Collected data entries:
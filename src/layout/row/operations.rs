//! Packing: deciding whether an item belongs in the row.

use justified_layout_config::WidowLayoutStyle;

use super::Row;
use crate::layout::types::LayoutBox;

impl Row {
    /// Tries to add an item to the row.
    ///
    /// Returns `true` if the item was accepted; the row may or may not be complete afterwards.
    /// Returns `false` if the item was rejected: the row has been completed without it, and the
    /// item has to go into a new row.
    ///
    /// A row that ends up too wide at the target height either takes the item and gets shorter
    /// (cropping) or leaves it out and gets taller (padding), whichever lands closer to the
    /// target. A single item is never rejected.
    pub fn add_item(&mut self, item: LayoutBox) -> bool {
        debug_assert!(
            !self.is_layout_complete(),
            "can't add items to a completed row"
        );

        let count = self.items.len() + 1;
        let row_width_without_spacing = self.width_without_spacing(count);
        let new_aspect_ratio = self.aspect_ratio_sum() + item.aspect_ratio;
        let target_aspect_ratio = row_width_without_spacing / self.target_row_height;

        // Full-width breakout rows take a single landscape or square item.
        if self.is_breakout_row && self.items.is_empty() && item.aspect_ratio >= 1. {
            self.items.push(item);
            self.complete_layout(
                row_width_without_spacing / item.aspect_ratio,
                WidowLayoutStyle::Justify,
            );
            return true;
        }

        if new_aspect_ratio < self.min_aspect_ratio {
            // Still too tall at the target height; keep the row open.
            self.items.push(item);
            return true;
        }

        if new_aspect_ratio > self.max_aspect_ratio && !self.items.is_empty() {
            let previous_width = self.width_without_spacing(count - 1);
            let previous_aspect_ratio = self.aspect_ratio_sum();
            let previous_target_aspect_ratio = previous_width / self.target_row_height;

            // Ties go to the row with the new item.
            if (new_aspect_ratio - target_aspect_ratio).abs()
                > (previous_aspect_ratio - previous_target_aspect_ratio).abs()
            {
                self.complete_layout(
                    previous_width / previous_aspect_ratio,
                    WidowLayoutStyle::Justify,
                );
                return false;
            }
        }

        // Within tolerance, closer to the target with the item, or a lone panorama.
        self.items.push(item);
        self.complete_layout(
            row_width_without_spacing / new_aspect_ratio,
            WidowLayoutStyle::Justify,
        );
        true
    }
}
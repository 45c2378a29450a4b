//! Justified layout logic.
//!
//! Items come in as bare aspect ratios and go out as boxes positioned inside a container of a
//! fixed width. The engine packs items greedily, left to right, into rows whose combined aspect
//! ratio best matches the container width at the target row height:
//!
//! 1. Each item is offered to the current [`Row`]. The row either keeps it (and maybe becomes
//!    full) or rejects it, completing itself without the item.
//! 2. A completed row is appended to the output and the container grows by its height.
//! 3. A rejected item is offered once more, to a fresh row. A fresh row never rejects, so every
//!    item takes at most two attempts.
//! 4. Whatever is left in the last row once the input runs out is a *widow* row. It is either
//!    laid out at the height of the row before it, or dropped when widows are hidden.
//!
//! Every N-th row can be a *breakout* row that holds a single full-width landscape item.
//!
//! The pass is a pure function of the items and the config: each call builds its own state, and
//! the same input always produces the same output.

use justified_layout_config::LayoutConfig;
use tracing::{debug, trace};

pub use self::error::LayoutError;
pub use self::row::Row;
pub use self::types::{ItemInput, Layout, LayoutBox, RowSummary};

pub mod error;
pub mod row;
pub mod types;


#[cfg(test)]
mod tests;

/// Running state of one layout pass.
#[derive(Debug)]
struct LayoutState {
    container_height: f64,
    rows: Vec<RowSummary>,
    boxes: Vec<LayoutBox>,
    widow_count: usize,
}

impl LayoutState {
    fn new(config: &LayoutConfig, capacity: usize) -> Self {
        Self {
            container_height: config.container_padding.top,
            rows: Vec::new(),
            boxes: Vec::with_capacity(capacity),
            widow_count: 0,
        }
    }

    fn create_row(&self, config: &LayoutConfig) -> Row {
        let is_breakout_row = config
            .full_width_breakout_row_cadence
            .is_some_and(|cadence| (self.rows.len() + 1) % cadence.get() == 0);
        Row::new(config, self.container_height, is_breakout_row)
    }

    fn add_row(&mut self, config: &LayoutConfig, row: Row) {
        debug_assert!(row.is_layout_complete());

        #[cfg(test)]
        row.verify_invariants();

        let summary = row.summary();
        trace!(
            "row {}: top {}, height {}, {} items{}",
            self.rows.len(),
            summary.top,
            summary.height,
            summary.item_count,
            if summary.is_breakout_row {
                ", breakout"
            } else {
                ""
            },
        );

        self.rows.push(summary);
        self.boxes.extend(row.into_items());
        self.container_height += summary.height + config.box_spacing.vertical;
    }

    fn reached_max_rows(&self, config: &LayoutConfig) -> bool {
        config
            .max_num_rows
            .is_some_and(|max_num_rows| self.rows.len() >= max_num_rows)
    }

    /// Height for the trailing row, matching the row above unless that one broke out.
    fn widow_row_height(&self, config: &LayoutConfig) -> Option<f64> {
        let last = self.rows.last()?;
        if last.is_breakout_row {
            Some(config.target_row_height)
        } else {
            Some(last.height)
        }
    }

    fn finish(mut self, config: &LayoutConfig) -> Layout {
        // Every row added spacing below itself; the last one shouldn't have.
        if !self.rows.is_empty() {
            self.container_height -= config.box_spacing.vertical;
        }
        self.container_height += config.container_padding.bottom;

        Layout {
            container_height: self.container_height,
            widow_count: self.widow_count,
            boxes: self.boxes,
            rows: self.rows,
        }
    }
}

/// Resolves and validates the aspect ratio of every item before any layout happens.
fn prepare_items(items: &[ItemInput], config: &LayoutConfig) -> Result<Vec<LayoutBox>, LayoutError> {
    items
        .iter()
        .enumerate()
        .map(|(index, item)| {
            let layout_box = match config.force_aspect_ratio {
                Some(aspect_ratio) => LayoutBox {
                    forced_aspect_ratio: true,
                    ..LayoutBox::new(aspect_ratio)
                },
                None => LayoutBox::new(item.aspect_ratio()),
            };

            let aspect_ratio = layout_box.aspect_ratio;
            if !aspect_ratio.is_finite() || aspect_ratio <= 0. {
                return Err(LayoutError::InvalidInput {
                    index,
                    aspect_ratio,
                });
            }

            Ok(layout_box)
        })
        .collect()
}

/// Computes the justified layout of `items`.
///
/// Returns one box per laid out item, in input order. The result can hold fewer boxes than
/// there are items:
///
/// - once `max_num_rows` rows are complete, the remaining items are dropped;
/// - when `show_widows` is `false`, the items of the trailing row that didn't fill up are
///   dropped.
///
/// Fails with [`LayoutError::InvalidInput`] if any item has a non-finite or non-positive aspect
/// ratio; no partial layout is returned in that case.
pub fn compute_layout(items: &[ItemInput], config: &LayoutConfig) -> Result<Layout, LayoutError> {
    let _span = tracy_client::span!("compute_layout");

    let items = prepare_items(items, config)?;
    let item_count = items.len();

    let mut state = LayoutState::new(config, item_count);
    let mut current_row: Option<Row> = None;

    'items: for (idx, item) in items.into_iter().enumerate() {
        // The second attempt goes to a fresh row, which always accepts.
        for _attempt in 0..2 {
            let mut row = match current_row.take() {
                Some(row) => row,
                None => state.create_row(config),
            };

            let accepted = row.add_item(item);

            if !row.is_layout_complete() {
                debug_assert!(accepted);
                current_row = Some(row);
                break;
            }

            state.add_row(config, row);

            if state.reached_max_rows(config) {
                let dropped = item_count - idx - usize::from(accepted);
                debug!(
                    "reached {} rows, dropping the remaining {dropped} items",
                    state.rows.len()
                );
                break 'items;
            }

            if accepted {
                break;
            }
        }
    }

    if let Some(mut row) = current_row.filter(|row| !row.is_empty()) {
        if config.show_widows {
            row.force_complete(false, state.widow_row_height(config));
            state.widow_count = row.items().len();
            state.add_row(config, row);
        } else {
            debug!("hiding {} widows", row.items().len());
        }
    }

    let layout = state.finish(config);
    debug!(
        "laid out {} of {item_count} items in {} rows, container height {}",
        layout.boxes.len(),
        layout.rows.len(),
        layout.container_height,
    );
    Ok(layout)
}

* * *

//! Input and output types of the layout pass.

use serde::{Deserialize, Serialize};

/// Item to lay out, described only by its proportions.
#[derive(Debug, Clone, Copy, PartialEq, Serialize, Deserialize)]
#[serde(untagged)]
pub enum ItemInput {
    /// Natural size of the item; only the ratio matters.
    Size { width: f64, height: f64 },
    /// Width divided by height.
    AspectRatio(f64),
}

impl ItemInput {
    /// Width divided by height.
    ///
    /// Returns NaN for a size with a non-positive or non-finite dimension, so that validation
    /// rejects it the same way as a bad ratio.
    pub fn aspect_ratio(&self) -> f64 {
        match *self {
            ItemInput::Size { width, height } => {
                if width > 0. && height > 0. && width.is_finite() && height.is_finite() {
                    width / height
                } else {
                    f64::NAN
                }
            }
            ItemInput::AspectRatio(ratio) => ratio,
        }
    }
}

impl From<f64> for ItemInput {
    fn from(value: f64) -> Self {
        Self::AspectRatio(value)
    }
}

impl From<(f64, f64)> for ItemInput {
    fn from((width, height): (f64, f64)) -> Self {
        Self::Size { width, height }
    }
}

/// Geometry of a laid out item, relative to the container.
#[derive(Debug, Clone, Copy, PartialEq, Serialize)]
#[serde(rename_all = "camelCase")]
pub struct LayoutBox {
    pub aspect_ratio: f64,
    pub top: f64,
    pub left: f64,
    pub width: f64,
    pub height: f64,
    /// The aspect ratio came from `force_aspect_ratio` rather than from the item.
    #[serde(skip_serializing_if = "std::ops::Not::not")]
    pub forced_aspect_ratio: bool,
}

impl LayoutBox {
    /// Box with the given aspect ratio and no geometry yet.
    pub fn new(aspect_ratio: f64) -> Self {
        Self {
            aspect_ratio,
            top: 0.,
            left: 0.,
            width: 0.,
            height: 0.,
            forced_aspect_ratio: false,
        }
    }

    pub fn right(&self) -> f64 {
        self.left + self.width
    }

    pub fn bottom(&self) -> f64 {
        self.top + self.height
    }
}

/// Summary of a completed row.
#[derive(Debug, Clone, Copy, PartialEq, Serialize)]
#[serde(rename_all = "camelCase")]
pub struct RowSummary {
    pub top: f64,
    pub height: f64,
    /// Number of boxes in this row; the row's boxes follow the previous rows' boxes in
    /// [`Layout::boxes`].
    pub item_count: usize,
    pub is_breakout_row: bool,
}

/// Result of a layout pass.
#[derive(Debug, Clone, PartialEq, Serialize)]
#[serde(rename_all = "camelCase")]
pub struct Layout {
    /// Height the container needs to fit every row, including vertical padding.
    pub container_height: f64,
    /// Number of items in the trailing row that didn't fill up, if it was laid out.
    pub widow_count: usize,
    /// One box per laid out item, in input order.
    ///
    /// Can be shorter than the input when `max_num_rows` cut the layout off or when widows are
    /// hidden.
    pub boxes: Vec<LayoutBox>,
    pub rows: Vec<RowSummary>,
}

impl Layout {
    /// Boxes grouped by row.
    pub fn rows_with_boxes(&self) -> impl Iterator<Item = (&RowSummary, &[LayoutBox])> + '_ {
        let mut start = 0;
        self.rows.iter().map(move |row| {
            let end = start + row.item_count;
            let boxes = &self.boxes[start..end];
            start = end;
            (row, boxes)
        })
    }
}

## WHAT THIS TASK INVOLVES
With the line holding "filename src/layout/row/operations.rs" as the first and the line holding "add items to" as the last, set down that range of the entries above exactly, and nothing else.

## RESPONSE BOX
filename src/layout/row/operations.rs
//! Packing: deciding whether an item belongs in the row.

use justified_layout_config::WidowLayoutStyle;

use super::Row;
use crate::layout::types::LayoutBox;

impl Row {
    /// Tries to add an item to the row.
    ///
    /// Returns `true` if the item was accepted; the row may or may not be complete afterwards.
    /// Returns `false` if the item was rejected: the row has been completed without it, and the
    /// item has to go into a new row.
    ///
    /// A row that ends up too wide at the target height either takes the item and gets shorter
    /// (cropping) or leaves it out and gets taller (padding), whichever lands closer to the
    /// target. A single item is never rejected.
    pub fn add_item(&mut self, item: LayoutBox) -> bool {
        debug_assert!(
            !self.is_layout_complete(),
            "can't add items to a completed row"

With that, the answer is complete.